UBT is effective for awareness raising by using an IAT (followed by a debrief) or more advanced training designs such as interactive workshops. UBT can be effective for reducing implicit bias, but it is unlikely to eliminate it. UBT interventions are not generally designed to reduce explicit bias and those that do aim to do so have yielded mixed results. Using the IAT and educating participants on unconscious bias theory is likely to increase awareness of and reduce implicit bias. The evidence for UBT’s ability effectively to change behaviour is limited. Most of the evidence reviewed did not use valid measures of behaviour change. There is potential for back-firing effects when UBT participants are exposed to information that suggests stereotypes and biases are unchangeable. Evidence from the perspective of the subjects of bias, such as those with protected characteristics, is limited. This evidence could provide additional information on potential back-firing effects.

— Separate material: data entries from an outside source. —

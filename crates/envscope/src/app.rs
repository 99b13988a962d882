use clap::{Arg, ArgAction, Command};

pub fn build_cli() -> Command {
    Command::new("envscope")
        .about("Launch a program through an intermediary with a scoped environment")
        .version(env!("CARGO_PKG_VERSION"))
        .arg(
            Arg::new("verbose")
                .short('v')
                .long("verbose")
                .help("Enable verbose logging output")
                .action(ArgAction::SetTrue),
        )
        .arg(
            Arg::new("config")
                .long("config")
                .value_name("PATH")
                .help("Config file (default: $ENVSCOPE_CONFIG, then ~/.envscope/config.toml)"),
        )
        .arg(
            Arg::new("inherit-env")
                .long("inherit-env")
                .help("Give the intermediary the full caller environment")
                .action(ArgAction::SetTrue),
        )
        .arg(
            Arg::new("refresh-bundles")
                .long("refresh-bundles")
                .help("Rebuild the bundle cache even if it looks current")
                .action(ArgAction::SetTrue),
        )
        .arg(
            Arg::new("dry-run")
                .long("dry-run")
                .help("Print the intermediary launch without running it")
                .action(ArgAction::SetTrue),
        )
        .arg(
            Arg::new("list-targets")
                .long("list-targets")
                .help("List the registered targets and exit")
                .action(ArgAction::SetTrue)
                .conflicts_with_all(["target", "dry-run", "inherit-env"]),
        )
        .arg(
            Arg::new("target")
                .help("Target to launch (e.g. vscode)")
                .required_unless_present("list-targets")
                .index(1),
        )
        .arg(
            Arg::new("args")
                .help("Arguments forwarded verbatim to the target")
                .num_args(0..)
                .trailing_var_arg(true)
                .allow_hyphen_values(true)
                .index(2),
        )
}
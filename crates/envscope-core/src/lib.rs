pub mod bundles;
pub mod env;
pub mod errors;
pub mod intermediary;
pub mod launch;
pub mod logging;
pub mod process;
pub mod targets;

pub use env::{Environment, ScopedEnvBuilder, capture};
pub use errors::{EnvscopeError, LAUNCHER_FAILURE_EXIT_CODE};
pub use intermediary::{IntermediaryRequest, run_intermediary};
pub use launch::{
    LaunchError, LaunchPlan, LaunchResult, LaunchSpec, LauncherRequest, PropagationMode,
    ScopedLauncher, WaitMode, plan_launch, run_launcher,
};
pub use logging::init_logging;
pub use targets::{TargetRegistry, resolve_executable};
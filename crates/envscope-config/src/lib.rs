//! Configuration for envscope.
//!
//! The config file declares the registered targets, the environment each
//! target's final process receives, and what the intermediary is allowed to
//! see when the caller does not pass `--inherit-env`.

pub mod errors;
pub mod loading;
pub mod types;
pub mod validation;

pub use errors::ConfigError;
pub use loading::{
    CONFIG_ENV_VAR, ConfigLocation, LoadedConfig, default_config_path, load_config, parse_config,
    resolve_config_path,
};
pub use types::{BundlesConfig, EnvironmentConfig, EnvscopeConfig, LauncherConfig, TargetConfig};
pub use validation::{is_valid_env_name, validate_config};
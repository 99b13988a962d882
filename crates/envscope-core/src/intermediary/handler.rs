use std::path::PathBuf;

use tracing::{error, info, warn};

use crate::bundles::prepare_bundles;
use crate::env::Environment;
use crate::launch::{ChainState, LaunchError, LaunchResult, LaunchSpec, load_config_for, plan_target};
use crate::process;
use crate::targets::{TargetRegistry, resolve_executable};

/// Arguments the launcher handed to the intermediary.
#[derive(Debug, Clone, Default)]
pub struct IntermediaryRequest {
    pub target: String,
    pub args: Vec<String>,
    pub config_path: Option<PathBuf>,
    pub refresh_bundles: bool,
}

/// Everything up to the spawn: config, target lookup, executable resolution,
/// bundle cache and the final scoped environment.
///
/// Reads nothing but `env`, which is the intermediary's own environment as
/// the launcher decided it.
pub fn prepare_target(
    request: &IntermediaryRequest,
    env: &Environment,
) -> Result<LaunchSpec, LaunchError> {
    let loaded = load_config_for(request.config_path.as_deref(), env)?;
    let target = TargetRegistry::new(&loaded.config).lookup(&request.target, env)?;

    let cwd = std::env::current_dir().unwrap_or_else(|_| PathBuf::from("."));
    let program = resolve_executable(&target, env, &cwd)?;

    let bundles = prepare_bundles(&loaded.config, &target, env, request.refresh_bundles);
    let bundles_config = bundles
        .as_deref()
        .map(|path| (loaded.config.bundles.config_var(), path));

    plan_target(&target, program, &request.args, env, bundles_config)
}

/// Launch the final target and report its outcome.
pub fn run_intermediary(
    request: &IntermediaryRequest,
    env: &Environment,
) -> Result<LaunchResult, LaunchError> {
    info!(
        event = "core.intermediary.launch_started",
        target = %request.target,
        arg_count = request.args.len(),
        env_count = env.len()
    );

    let mut state = ChainState::NotStarted;
    state.start_intermediary()?;

    let spec = match prepare_target(request, env) {
        Ok(spec) => spec,
        Err(e) => return Err(fail(&mut state, &request.target, e)),
    };

    let running = match process::start(&spec) {
        Ok(running) => running,
        Err(e) => return Err(fail(&mut state, &request.target, e.into())),
    };
    state.start_target()?;

    let result = match state.settle(running.finish()) {
        Ok(result) => result,
        Err(e) => {
            error!(event = "core.intermediary.launch_failed", target = %request.target, error = %e);
            return Err(e);
        }
    };

    info!(
        event = "core.intermediary.launch_completed",
        target = %request.target,
        result = ?result
    );
    Ok(result)
}

fn fail(state: &mut ChainState, target: &str, err: LaunchError) -> LaunchError {
    if let Err(transition) = state.fail(err.to_string()) {
        warn!(event = "core.intermediary.state_transition_failed", error = %transition);
    }
    error!(
        event = "core.intermediary.launch_failed",
        target = target,
        error = %err
    );
    err
}

#[cfg(all(test, unix))]
mod tests {
    use std::path::Path;

    use super::*;
    use crate::bundles::BUNDLE_MARKER_DIR;
    use crate::launch::WaitMode;
    use crate::targets::TargetError;

    fn write_config(dir: &Path, body: &str) -> PathBuf {
        let path = dir.join("config.toml");
        std::fs::write(&path, body).unwrap();
        path
    }

    fn request(config: PathBuf, target: &str, args: &[&str]) -> IntermediaryRequest {
        IntermediaryRequest {
            target: target.to_string(),
            args: args.iter().map(|s| s.to_string()).collect(),
            config_path: Some(config),
            refresh_bundles: false,
        }
    }

    #[test]
    fn test_target_env_contains_only_pass_and_set() {
        let dir = tempfile::tempdir().unwrap();
        let config = write_config(
            dir.path(),
            r#"
[targets.shell]
executable = "sh"

[targets.shell.environment]
pass = ["KEEP", "ABSENT"]
set = { MODE = "scoped" }
"#,
        );
        let env: Environment = [
            ("PATH", "/usr/bin:/bin"),
            ("KEEP", "1"),
            ("SECRET", "hunter2"),
        ]
        .into_iter()
        .collect();

        let spec = prepare_target(&request(config, "shell", &["-c", "exit 0"]), &env).unwrap();
        let names: Vec<_> = spec.environment().names().collect();
        assert_eq!(names, vec!["KEEP", "MODE"]);
        assert_eq!(spec.environment().get("MODE"), Some("scoped"));
        assert!(spec.program().is_absolute());
        assert_eq!(spec.args(), &["-c".to_string(), "exit 0".to_string()]);
        assert_eq!(spec.wait(), WaitMode::Wait);
    }

    #[test]
    fn test_run_intermediary_passes_exit_code() {
        let dir = tempfile::tempdir().unwrap();
        let config = write_config(dir.path(), "[targets.shell]\nexecutable = \"sh\"\n");
        let env: Environment = [("PATH", "/usr/bin:/bin")].into_iter().collect();

        let result = run_intermediary(&request(config, "shell", &["-c", "exit 4"]), &env).unwrap();
        assert_eq!(result, LaunchResult::Exited(4));
    }

    #[test]
    fn test_missing_executable_fails_with_launcher_code() {
        let dir = tempfile::tempdir().unwrap();
        let config = write_config(
            dir.path(),
            "[targets.ghost]\nexecutable = \"envscope-no-such-program\"\n",
        );
        let env: Environment = [("PATH", "/usr/bin:/bin")].into_iter().collect();

        let err = run_intermediary(&request(config, "ghost", &[]), &env).unwrap_err();
        assert!(
            matches!(err, LaunchError::Target(TargetError::ExecutableNotFound { .. })),
            "got {:?}",
            err
        );
        assert_eq!(err.exit_code(), crate::errors::LAUNCHER_FAILURE_EXIT_CODE);
    }

    #[test]
    fn test_bundles_config_advertised_to_target() {
        let dir = tempfile::tempdir().unwrap();
        let roots = tempfile::tempdir().unwrap();
        std::fs::create_dir_all(roots.path().join("repo").join(BUNDLE_MARKER_DIR)).unwrap();
        let cache = dir.path().join("cache");
        let config = write_config(
            dir.path(),
            &format!(
                "[bundles]\ncache_dir = {:?}\n\n[targets.shell]\nexecutable = \"sh\"\nbundles = true\n",
                cache.display().to_string()
            ),
        );
        let env: Environment = [
            ("PATH", "/usr/bin:/bin".to_string()),
            ("ENVOY_BNDL_ROOTS", roots.path().display().to_string()),
        ]
        .into_iter()
        .collect();

        let spec = prepare_target(&request(config, "shell", &[]), &env).unwrap();
        let advertised = spec.environment().get("ENVOY_BUNDLES_CONFIG").unwrap();
        assert!(Path::new(advertised).starts_with(&cache));
        assert!(Path::new(advertised).is_file());
        assert!(!spec.environment().contains("ENVOY_BNDL_ROOTS"));
    }
}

This is a good study, the authors don’t need to make conclusions that go beyond the data. This statement is simply misleading and unnecessary. The only way something like this could be included in the abstract for this paper would be to say something to the effect of: “One potential way of reducing the stigma associated with ARBD may be unconscious bias training, although this has not been evaluated for this purpose”… which just seems odd and speculative. If the sentence were removed, the abstract would read well (the final sentence included).

  • Minor: on page 3, line 110, there is a spelling mistake: “3tigmatization from others”

Author Response

Thank you for these comments we have removed the sentence referring to unconscious bias training from the abstract completely and have corrected the spelling mistake.

Reviewer 2 Report

Comments and Suggestions for Authors

Dear authors,

I accept your review. But, I would like to share two comments.

- The subject of study could be clarified: Is the stigma? Is the perception on another group's stigma? Is the influence of the professionals' stigma in the patients' pathways in health&care systems?

- The methodology should be identified: Is a case study? Is an ethnography? Is descriptive or comparative?

 

Good luck. I will like to follow your work in the future. The topic is relevant.

Author Response

Thank you for these further comments the paper relates to health and social care
professionals experiences of dealing with people with alcohol related brain damage, as stated in the title. These professionals report (in the results section) how, in their view, people with alcohol related brain damage are stigmatised both by society in general and by other health and social care professionals and how this effects entry into the health and social care system.

The methodology is also presented within the title: A qualitative interview study.